Tricks of the trade: Figuring out progress of a large upload

time to read 2 min | 270 words

I found myself today needing to upload a file to S3, the upload size is a few hundred GBs in size. I expected the appropriate command, like so:

aws s3api put-object --bucket twitter-2020-rvn-dump --key mydb.backup --body ./mydb.backup

But then I realized that this is uploading a few hundred GB file to S3, which may take a while. The command doesn’t have any progress information, so I had no way to figure out where it is at.

I decided to see what I can poke around to find, first, I ran this command:

ps -aux | grep s3api

This gave me the PID of the upload process in question.

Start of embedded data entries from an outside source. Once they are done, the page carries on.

//! Text preprocessing for embedding generation.
//!
//! A book is embedded as `"<description>. Genres: <g1, g2, ...>"`, trimmed and
//! truncated to a maximum length with an ellipsis.

use crate::catalog::BookRecord;

/// Default maximum content length for embedding input (characters, not tokens)
pub const DEFAULT_MAX_CONTENT_LENGTH: usize = 1024;

/// Ellipsis suffix when content is truncated
const TRUNCATION_SUFFIX: &str = "...";

/// Build the embedding input for a book.
pub fn embedding_text(book: &BookRecord, max_length: usize) -> String {
    let genres = book
        .genres
        .iter()
        .map(|g| g.trim())
        .filter(|g| !g.is_empty())
        .collect::<Vec<_>>()
        .join(", ");

    let content = format!("{}. Genres: {}", book.description.trim(), genres);
    truncate_content(content.trim(), max_length)
}

/// Truncate content to `max_length` characters, adding ellipsis if truncated.
fn truncate_content(content: &str, max_length: usize) -> String {
    if content.chars().count() <= max_length {
        return content.to_string();
    }

    let max_chars = max_length.saturating_sub(TRUNCATION_SUFFIX.len());
    let truncated: String = content.chars().take(max_chars).collect();

    format!("{}{}", truncated, TRUNCATION_SUFFIX)
}
use std::path::{Path, PathBuf};
use std::time::Duration;

use anyhow::{bail, Context, Result};
use serde::{Deserialize, Serialize};

use crate::recommend::{PoolSizing, DEFAULT_POOL_FACTOR, DEFAULT_POOL_FLOOR};
use crate::semantic::{EmbeddingModel, DEFAULT_MAX_CONTENT_LENGTH, DEFAULT_MODEL};

const CONFIG_FILE: &str = "config.yaml";

const DEFAULT_CATALOG_PATH: &str = "books.csv";
const DEFAULT_EMBEDDINGS_PATH: &str = "embeddings.bin";
const DEFAULT_QUERY_INDEX_PATH: &str = "query_index.bin";

/// Number of books returned when the caller does not ask for a count
const DEFAULT_TOP_N: usize = 5;
/// Default model download timeout in seconds
const DEFAULT_DOWNLOAD_TIMEOUT_SECS: u64 = 300;

/// Candidate pool sizing and request defaults
#[derive(Clone, Debug, Serialize, Deserialize)]
pub struct RecommendConfig {
    /// Pool multiplier applied to `top_n` before filtering
    #[serde(default = "default_pool_factor")]
    pub pool_factor: usize,

    /// Minimum number of extra candidates fetched over `top_n`
    #[serde(default = "default_pool_floor")]
    pub pool_floor: usize,

    #[serde(default = "default_top_n")]
    pub default_top_n: usize,
}

impl Default for RecommendConfig {
    fn default() -> Self {
        Self {
            pool_factor: DEFAULT_POOL_FACTOR,
            pool_floor: DEFAULT_POOL_FLOOR,
            default_top_n: DEFAULT_TOP_N,
        }
    }
}

impl RecommendConfig {
    pub fn pool_sizing(&self) -> PoolSizing {
        PoolSizing {
            factor: self.pool_factor,
            floor: self.pool_floor,
        }
    }
}

fn default_pool_factor() -> usize {
    DEFAULT_POOL_FACTOR
}

fn default_pool_floor() -> usize {
    DEFAULT_POOL_FLOOR
}

fn default_top_n() -> usize {
    DEFAULT_TOP_N
}

/// Configuration for the text encoder used by semantic search
#[derive(Clone, Debug, Serialize, Deserialize)]
pub struct SemanticSearchConfig {
    /// Model name for embeddings (e.g., "all-MiniLM-L6-v2")
    #[serde(default = "default_semantic_model")]
    pub model: String,

    /// Timeout for model download in seconds
    #[serde(default = "default_download_timeout_secs")]
    pub download_timeout_secs: u64,

    /// Characters of book text fed to the encoder
    #[serde(default = "default_max_content_length")]
    pub max_content_length: usize,
}

impl Default for SemanticSearchConfig {
    fn default() -> Self {
        Self {
            model: DEFAULT_MODEL.to_string(),
            download_timeout_secs: DEFAULT_DOWNLOAD_TIMEOUT_SECS,
            max_content_length: DEFAULT_MAX_CONTENT_LENGTH,
        }
    }
}

impl SemanticSearchConfig {
    pub fn download_timeout(&self) -> Duration {
        Duration::from_secs(self.download_timeout_secs)
    }
}

fn default_semantic_model() -> String {
    DEFAULT_MODEL.to_string()
}

fn default_download_timeout_secs() -> u64 {
    DEFAULT_DOWNLOAD_TIMEOUT_SECS
}

fn default_max_content_length() -> usize {
    DEFAULT_MAX_CONTENT_LENGTH
}

fn default_catalog_path() -> String {
    DEFAULT_CATALOG_PATH.to_string()
}

fn default_embeddings_path() -> String {
    DEFAULT_EMBEDDINGS_PATH.to_string()
}

fn default_query_index_path() -> String {
    DEFAULT_QUERY_INDEX_PATH.to_string()
}

/// `config.yaml` under the base directory. Relative paths are resolved
/// against the base directory.
#[derive(Clone, Debug, Serialize, Deserialize)]
pub struct Config {
    #[serde(default = "default_catalog_path")]
    pub catalog_path: String,
    #[serde(default = "default_embeddings_path")]
    pub embeddings_path: String,
    #[serde(default = "default_query_index_path")]
    pub query_index_path: String,
    #[serde(default)]
    pub recommend: RecommendConfig,
    #[serde(default)]
    pub semantic_search: SemanticSearchConfig,

    #[serde(skip_serializing, skip_deserializing)]
    base_path: PathBuf,
}

impl Default for Config {
    fn default() -> Self {
        Self {
            catalog_path: default_catalog_path(),
            embeddings_path: default_embeddings_path(),
            query_index_path: default_query_index_path(),
            recommend: RecommendConfig::default(),
            semantic_search: SemanticSearchConfig::default(),
            base_path: PathBuf::new(),
        }
    }
}

impl Config {
    pub fn validate(&self) -> Result<()> {
        let rec = &self.recommend;
        if rec.pool_factor == 0 {
            bail!("recommend.pool_factor must be greater than 0");
        }
        if rec.default_top_n == 0 {
            bail!("recommend.default_top_n must be greater than 0");
        }

        let sem = &self.semantic_search;
        if sem.download_timeout_secs == 0 {
            bail!("semantic_search.download_timeout_secs must be greater than 0");
        }
        if sem.max_content_length == 0 {
            bail!("semantic_search.max_content_length must be greater than 0");
        }
        if !EmbeddingModel::is_supported(&sem.model) {
            bail!("semantic_search.model '{}' is not supported", sem.model);
        }

        Ok(())
    }

    pub fn load_with(base_path: &Path) -> Result<Self> {
        std::fs::create_dir_all(base_path)
            .with_context(|| format!("failed to create {}", base_path.display()))?;

        let config_path = base_path.join(CONFIG_FILE);

        // create new if does not exist
        if !config_path.exists() {
            let config = Self {
                base_path: base_path.to_path_buf(),
                ..Self::default()
            };
            config.save()?;
        }

        let config_str = std::fs::read_to_string(&config_path)
            .with_context(|| format!("failed to read {}", config_path.display()))?;
        let mut config: Self = serde_yml::from_str(&config_str)
            .with_context(|| format!("{} is malformed", config_path.display()))?;

        config.base_path = base_path.to_path_buf();

        config.validate()?;

        // resave in case config version needs an upgrade
        if config_str != serde_yml::to_string(&config)? {
            config.save()?;
        }

        Ok(config)
    }

    pub fn save(&self) -> Result<()> {
        let config_path = self.base_path.join(CONFIG_FILE);
        let config_str = serde_yml::to_string(&self)?;
        std::fs::write(&config_path, config_str)
            .with_context(|| format!("failed to write {}", config_path.display()))?;
        Ok(())
    }

    pub fn catalog_path(&self) -> PathBuf {
        self.resolve(&self.catalog_path)
    }

    pub fn embeddings_path(&self) -> PathBuf {
        self.resolve(&self.embeddings_path)
    }

    pub fn query_index_path(&self) -> PathBuf {
        self.resolve(&self.query_index_path)
    }

    /// Where downloaded encoder models are cached.
    pub fn model_cache_dir(&self) -> PathBuf {
        self.base_path.clone()
    }

    fn resolve(&self, path: &str) -> PathBuf {
        let path = Path::new(path);
        if path.is_absolute() {
            path.to_path_buf()
        } else {
            self.base_path.join(path)
        }
    }
}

Then I checked the file descriptors for this process, like so:

$ ls -alh /proc/84957/fd


total 0
dr-x------ 2 ubuntu ubuntu  0 Mar 30 08:10 .
dr-xr-xr-x 9 ubuntu ubuntu  0 Mar 30 08:00 ..
lrwx------ 1 ubuntu ubuntu 64 Mar 30 08:10 0 -> /dev/pts/8
lrwx------ 1 ubuntu ubuntu 64 Mar 30 08:10 1 -> /dev/pts/8
lrwx------ 1 ubuntu ubuntu 64 Mar 30 08:10 2 -> /dev/pts/8
lr-x------ 1 ubuntu ubuntu 64 Mar 30 08:10 3 -> /backups/mydb.backup

As you can see, we can tell that file descriptor#3 is the one that we care about, then we can ask for more details:

$ cat /proc/84957/fdinfo/3
pos: 140551127040 flags: 02400000 mnt_id: 96 ino: 57409538

In other words, the process is currently at ~130GB of the file or there about.

It’s not ideal, but it does give me some idea about where we are at. It is a nice demonstration of the ability to poke into the insides of a running system to figure out what is going on.